Iii-D Transfer learning in a self-adaptation loop
Now that we have described the idea of transfer learning for providing more accurate predictions, the question is whether such an idea can be applied at runtime and how the self-adaptive systems can benefit from it. More specifically, we now describe the idea of model learning and transfer learning in the context of self-optimization, where the system adapts its configuration to meet performance requirements at runtime. The difference to traditional configurable systems is that we learn the performance model online in a feedback loop under time and resource constraints.
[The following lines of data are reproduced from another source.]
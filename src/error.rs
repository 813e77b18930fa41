// Error types for the rendering core
//
// Every fallible operation returns `Result<T>`. Raw `vk::Result` codes are
// funnelled through `RenderError::from_vk` so the few recoverable conditions
// (stale swapchain, allocation pressure) arrive as distinct variants instead
// of a generic API failure.

use ash::vk;
use thiserror::Error;

pub type Result<T> = std::result::Result<T, RenderError>;

/// Coarse classification of a [`RenderError`], used by callers to decide
/// between recreating the surface, shedding resources, or giving up.
#[derive(Debug, Clone, Copy, PartialEq, Eq)]
pub enum ErrorKind {
    DeviceInitializationFailure,
    ResourceAllocationFailure,
    SynchronizationTimeout,
    SurfaceInvalidated,
    DeviceLost,
    Configuration,
    Internal,
}

#[derive(Debug, Error)]
pub enum RenderError {
    #[error("Device initialization failed: {0}")]
    DeviceInitialization(String),

    #[error("No memory type in bits {type_bits:#b} provides {required:?}")]
    NoSuitableMemoryType {
        type_bits: u32,
        required: vk::MemoryPropertyFlags,
    },

    #[error("Out of device memory")]
    OutOfDeviceMemory,

    #[error("Out of host memory")]
    OutOfHostMemory,

    #[error("Descriptor pool exhausted: {0}")]
    PoolExhausted(String),

    #[error("Fence wait exceeded {timeout_ns} ns (GPU hang or lost device)")]
    SynchronizationTimeout { timeout_ns: u64 },

    #[error("Device lost")]
    DeviceLost,

    #[error("Surface invalidated, swapchain must be recreated")]
    SurfaceInvalidated,

    #[error("Unsupported image layout transition {old:?} -> {new:?}")]
    UnsupportedLayoutTransition {
        old: vk::ImageLayout,
        new: vk::ImageLayout,
    },

    #[error("Failed to load shader module {path}: {reason}")]
    ShaderModuleLoad { path: String, reason: String },

    #[error("Invalid pipeline configuration: {0}")]
    InvalidPipelineConfig(String),

    #[error("Invalid texture data: {0}")]
    InvalidTextureData(String),

    #[error("Data size ({data_bytes} bytes) exceeds capacity ({capacity} bytes)")]
    DataTooLarge {
        data_bytes: u64,
        capacity: u64,
    },

    #[error("Command buffer is {actual:?}, expected {expected}")]
    CommandBufferState {
        expected: &'static str,
        actual: crate::backend::command::CommandBufferState,
    },

    #[error("Command buffer for slot {slot} is still in flight")]
    CommandBufferInFlight { slot: usize },

    #[error("Frame slot {slot} is {actual:?}, expected {expected:?}")]
    FrameSlotState {
        slot: usize,
        expected: crate::backend::frame::SlotState,
        actual: crate::backend::frame::SlotState,
    },

    #[error("Fence wait requested but no submission is pending")]
    FenceNotSubmitted,

    #[error("Zero-sized {0} requested")]
    ZeroSized(&'static str),

    #[error("Images start UNDEFINED or PREINITIALIZED, not {0:?}")]
    InvalidInitialLayout(vk::ImageLayout),

    #[error("Descriptor binding {binding}: {reason}")]
    DescriptorBinding { binding: u32, reason: String },

    #[error("Resource lacks required usage {0}")]
    MissingUsage(String),

    #[error("Vulkan call {call} failed: {result}")]
    Vulkan { call: &'static str, result: vk::Result },
}

impl RenderError {
    /// Map a raw API result code to the matching variant.
    pub fn from_vk(call: &'static str, result: vk::Result) -> Self {
        match result {
            vk::Result::ERROR_OUT_OF_DEVICE_MEMORY => Self::OutOfDeviceMemory,
            vk::Result::ERROR_OUT_OF_HOST_MEMORY => Self::OutOfHostMemory,
            vk::Result::ERROR_DEVICE_LOST => Self::DeviceLost,
            vk::Result::ERROR_OUT_OF_DATE_KHR | vk::Result::ERROR_SURFACE_LOST_KHR => {
                Self::SurfaceInvalidated
            }
            vk::Result::ERROR_OUT_OF_POOL_MEMORY | vk::Result::ERROR_FRAGMENTED_POOL => {
                Self::PoolExhausted(format!("{call} returned {result}"))
            }
            vk::Result::TIMEOUT => Self::SynchronizationTimeout { timeout_ns: 0 },
            _ => Self::Vulkan { call, result },
        }
    }

    pub fn kind(&self) -> ErrorKind {
        match self {
            Self::DeviceInitialization(_) => ErrorKind::DeviceInitializationFailure,
            Self::NoSuitableMemoryType { .. }
            | Self::OutOfDeviceMemory
            | Self::OutOfHostMemory
            | Self::PoolExhausted(_) => ErrorKind::ResourceAllocationFailure,
            Self::SynchronizationTimeout { .. } => ErrorKind::SynchronizationTimeout,
            Self::SurfaceInvalidated => ErrorKind::SurfaceInvalidated,
            Self::DeviceLost => ErrorKind::DeviceLost,
            Self::UnsupportedLayoutTransition { .. }
            | Self::ShaderModuleLoad { .. }
            | Self::InvalidPipelineConfig(_)
            | Self::InvalidTextureData(_)
            | Self::DataTooLarge { .. }
            | Self::ZeroSized(_)
            | Self::InvalidInitialLayout(_)
            | Self::DescriptorBinding { .. }
            | Self::MissingUsage(_) => ErrorKind::Configuration,
            Self::CommandBufferState { .. }
            | Self::CommandBufferInFlight { .. }
            | Self::FrameSlotState { .. }
            | Self::FenceNotSubmitted
            | Self::Vulkan { .. } => ErrorKind::Internal,
        }
    }

    /// Recoverable without recreating the device.
    pub fn is_recoverable(&self) -> bool {
        matches!(
            self.kind(),
            ErrorKind::SurfaceInvalidated | ErrorKind::ResourceAllocationFailure
        )
    }
}

/// `map_err` adapter: `.map_err(vk_err("vkCreateBuffer"))`.
pub(crate) fn vk_err(call: &'static str) -> impl FnOnce(vk::Result) -> RenderError {
    move |result| RenderError::from_vk(call, result)
}

#[cfg(test)]
mod tests {
    use super::*;

    #[test]
    fn out_of_date_maps_to_surface_invalidated() {
        let err = RenderError::from_vk("vkAcquireNextImageKHR", vk::Result::ERROR_OUT_OF_DATE_KHR);
        assert!(matches!(err, RenderError::SurfaceInvalidated));
        assert_eq!(err.kind(), ErrorKind::SurfaceInvalidated);
        assert!(err.is_recoverable());
    }

    #[test]
    fn allocation_failures_are_recoverable() {
        let err = RenderError::from_vk("vkAllocateMemory", vk::Result::ERROR_OUT_OF_DEVICE_MEMORY);
        assert!(matches!(err, RenderError::OutOfDeviceMemory));
        assert_eq!(err.kind(), ErrorKind::ResourceAllocationFailure);
        assert!(err.is_recoverable());

        let pool = RenderError::from_vk("vkAllocateDescriptorSets", vk::Result::ERROR_OUT_OF_POOL_MEMORY);
        assert!(matches!(pool, RenderError::PoolExhausted(_)));
    }

    #[test]
    fn device_loss_is_distinct_and_fatal() {
        let err = RenderError::from_vk("vkQueueSubmit", vk::Result::ERROR_DEVICE_LOST);
        assert_eq!(err.kind(), ErrorKind::DeviceLost);
        assert!(!err.is_recoverable());

        let timeout = RenderError::SynchronizationTimeout { timeout_ns: 10 };
        assert_eq!(timeout.kind(), ErrorKind::SynchronizationTimeout);
        assert!(!timeout.is_recoverable());
    }

    #[test]
    fn unknown_codes_keep_the_call_name() {
        let err = RenderError::from_vk("vkCreateRenderPass", vk::Result::ERROR_INITIALIZATION_FAILED);
        assert!(err.to_string().contains("vkCreateRenderPass"));
        assert_eq!(err.kind(), ErrorKind::Internal);
    }
}
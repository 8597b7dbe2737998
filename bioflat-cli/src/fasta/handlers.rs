use std::io::{self, Write};

use anyhow::{Context, Result, bail};
use clap::ArgMatches;
use log::info;

use bioflat_core::utils::get_dynamic_reader_w_stdin;
use bioflat_fasta::{FastaWrite, SequenceStore, write_fasta};

use crate::settings::load_config;

pub fn run_fasta(matches: &ArgMatches) -> Result<()> {
    let input = matches
        .get_one::<String>("input")
        .expect("A path to a FASTA file is required.");
    let mut config = load_config(matches)?;

    if let Some(width) = matches.get_one::<usize>("width") {
        if *width == 0 {
            bail!("--width must be greater than zero");
        }
        config.writer.fasta_line_width = *width;
    }

    let reader = get_dynamic_reader_w_stdin(input)?;
    let store = SequenceStore::from_reader(reader)
        .with_context(|| format!("Failed to decode FASTA file: {}", input))?;
    info!("Decoded {} sequences from {}", store.len(), input);

    match matches.get_one::<String>("output") {
        Some(output) => store.write_fasta(output, &config.writer)?,
        None => {
            let mut stdout = io::stdout().lock();
            write_fasta(store.iter(), &mut stdout, config.writer.fasta_line_width)?;
            stdout.flush()?;
        }
    }

    Ok(())
}
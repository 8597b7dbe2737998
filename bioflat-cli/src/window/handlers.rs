use std::io::{self, Write};
use std::path::Path;

use anyhow::{Context, Result};
use clap::ArgMatches;
use log::info;

use bioflat_core::utils::get_dynamic_reader_w_stdin;
use bioflat_fasta::{FastaRecord, FastaWrite, SequenceStore, write_fasta};
use bioflat_gff::FeatureGraph;

use crate::settings::load_config;

pub fn run_window(matches: &ArgMatches) -> Result<()> {
    let gff = matches
        .get_one::<String>("gff")
        .expect("A path to a GFF3 file is required.");
    let mut config = load_config(matches)?;

    // flags override the config file
    if let Some(left) = matches.get_one::<usize>("left") {
        config.window.left_flank = *left;
    }
    if let Some(right) = matches.get_one::<usize>("right") {
        config.window.right_flank = *right;
    }

    let reader = get_dynamic_reader_w_stdin(gff)?;
    let graph = FeatureGraph::from_reader(reader, &config.reader)
        .with_context(|| format!("Failed to decode GFF3 file: {}", gff))?;

    let store = match matches.get_one::<String>("fasta") {
        Some(fasta) => Some(SequenceStore::try_from(Path::new(fasta))?),
        None => None,
    };

    let feature_type = matches.get_one::<String>("feature_type").map(String::as_str);
    let records: Vec<FastaRecord> = graph
        .windows(store.as_ref(), &config.window, feature_type)
        .into_iter()
        .map(|w| w.into_fasta_record())
        .collect();
    info!("Cut {} windows from {} features", records.len(), graph.len());

    match matches.get_one::<String>("output") {
        Some(output) => records.write_fasta(output, &config.writer)?,
        None => {
            let mut stdout = io::stdout().lock();
            write_fasta(records.iter(), &mut stdout, config.writer.fasta_line_width)?;
            stdout.flush()?;
        }
    }

    Ok(())
}
//! Integration tests for reading and re-writing VCF files.

use std::path::Path;

use bioflat_core::WriterConfig;
use bioflat_vcf::{Number, TypedValue, ValueType, VariantTable, VcfWrite};
use pretty_assertions::assert_eq;
use rstest::*;

#[fixture]
fn sample() -> VariantTable {
    VariantTable::try_from(Path::new("../tests/data/vcf/sample.vcf")).expect("Failed to read test VCF")
}

#[rstest]
fn test_header(sample: VariantTable) {
    assert_eq!(sample.fileformat(), Some("VCFv4.2"));
    assert_eq!(sample.registry().meta_lines().len(), 18);
    assert_eq!(sample.registry().info_fields().count(), 6);
    assert_eq!(sample.registry().format_fields().count(), 4);
    assert_eq!(sample.samples(), &["NA00001", "NA00002", "NA00003"]);

    let contig = &sample.registry().meta_lines()[4];
    assert_eq!(contig.class, "contig");
    assert_eq!(contig.get("species"), Some("Homo sapiens"));

    let af = sample.registry().info("AF").unwrap();
    assert_eq!((af.number, af.value_type), (Number::A, ValueType::Float));
}

#[rstest]
fn test_records_and_skipped_lines(sample: VariantTable) {
    assert_eq!(sample.len(), 5);
    assert_eq!(sample.skipped.len(), 1);
    assert_eq!(sample.skipped[0].line_number, 25);
}

#[rstest]
fn test_typed_info(sample: VariantTable) {
    let multi = &sample.records()[2];
    assert_eq!(multi.alternate, "G,T");
    assert_eq!(multi.info["AF"], TypedValue::FloatVector(vec![0.333, 0.667]));
    assert_eq!(multi.info["AA"], TypedValue::String("T".to_string()));
    assert_eq!(multi.info["DB"], TypedValue::Flag(true));
    assert_eq!(multi.info["NS"], TypedValue::Integer(2));

    let microsat = &sample.records()[4];
    assert_eq!(microsat.id, "microsat1");
    assert!(!microsat.has_qual());
}

#[rstest]
fn test_every_sample_matches_format_length(sample: VariantTable) {
    for record in &sample {
        let keys = record.format.as_ref().unwrap().len();
        assert_eq!(record.sample_count(), 3);
        assert!(record.genotypes.iter().all(|g| g.len() == keys));
    }
}

#[rstest]
fn test_typed_genotypes(sample: VariantTable) {
    let first = &sample.records()[0];
    assert_eq!(first.genotype(0, "GT"), Some(&TypedValue::String("0|0".to_string())));
    assert_eq!(first.genotype(1, "GQ"), Some(&TypedValue::Integer(48)));
    assert_eq!(first.genotype(0, "HQ"), Some(&TypedValue::IntegerVector(vec![51, 51])));
    assert_eq!(first.genotype(2, "HQ"), Some(&TypedValue::String(".".to_string())));

    // the third sample stops after DP
    let second = &sample.records()[1];
    assert_eq!(second.genotype(2, "DP"), Some(&TypedValue::Integer(3)));
    assert_eq!(second.genotype(2, "HQ"), Some(&TypedValue::String(".".to_string())));
}

#[rstest]
fn test_write_and_reread(sample: VariantTable) {
    let tempdir = tempfile::tempdir().unwrap();
    let path = tempdir.path().join("sample.vcf.gz");

    sample.write_vcf(&path, &WriterConfig::default()).unwrap();
    let reread = VariantTable::try_from(path.as_path()).unwrap();

    assert_eq!(reread.registry(), sample.registry());
    assert_eq!(reread.samples(), sample.samples());
    assert_eq!(reread.records(), sample.records());
    assert!(reread.skipped.is_empty());
}
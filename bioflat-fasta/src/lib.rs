//! # FASTA sequences for bioflat
//!
//! Parses `>id description` records with wrapped sequence lines, writes them back
//! wrapped at a fixed width, and keeps them in an ID-keyed [`SequenceStore`] that
//! the GFF3 window extractor reads from.

pub mod parser;
pub mod record;
pub mod store;
pub mod writer;

pub use parser::{parse_fasta_header, parse_fasta_reader, parse_fasta_str};
pub use record::FastaRecord;
pub use store::SequenceStore;
pub use writer::{FastaWrite, wrap_sequence, write_fasta};
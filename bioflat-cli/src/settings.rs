use std::path::Path;

use anyhow::{Context, Result};
use bioflat_core::Config;
use clap::{Arg, ArgAction, ArgMatches};

pub const CONFIG_ARG: &str = "config";
pub const STRICT_ARG: &str = "strict";

pub fn config_arg() -> Arg {
    Arg::new(CONFIG_ARG)
        .long(CONFIG_ARG)
        .value_name("TOML")
        .global(true)
        .help("Path to a bioflat TOML configuration file")
}

pub fn strict_arg() -> Arg {
    Arg::new(STRICT_ARG)
        .long(STRICT_ARG)
        .action(ArgAction::SetTrue)
        .global(true)
        .help("Fail on the first malformed line instead of skipping it")
}

///
/// Load the configuration named by `--config` (or the defaults) and apply
/// `--strict` on top of it.
///
pub fn load_config(matches: &ArgMatches) -> Result<Config> {
    let mut config = match matches.get_one::<String>(CONFIG_ARG) {
        Some(path) => Config::try_from(Path::new(path))
            .with_context(|| format!("Failed to load config file: {}", path))?,
        None => Config::default(),
    };

    if matches.get_flag(STRICT_ARG) {
        config.reader.strict = true;
    }

    Ok(config)
}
Such performance reasoning is done more frequently for self-adaptation purposes.
An overview of a self-optimization solution is depicted in Figure 4 following the MAPE-K framework [11, 25]. We consider the regression model that we learn via transfer learning in this work as the Knowledge component of the MAPE-K that acts as an interface to which other components can query the performance. For deciding how many observations and from what source to transfer, we use the cost model that we have introduced earlier. At runtime, the managed system is Monitored by pulling the end-to-end performance metrics (e.g., latency, throughput) from the corresponding sensors. Then, the retrieved performance data needs to be Analysed. Next, the model needs to be updated taking into account the new performance observations. Having updated the model, a new configuration may be Planned to replace the current configuration. Finally, the new configuration will be enacted by Executing platform specific operations. This enables model-based knowledge evolution using machine learning .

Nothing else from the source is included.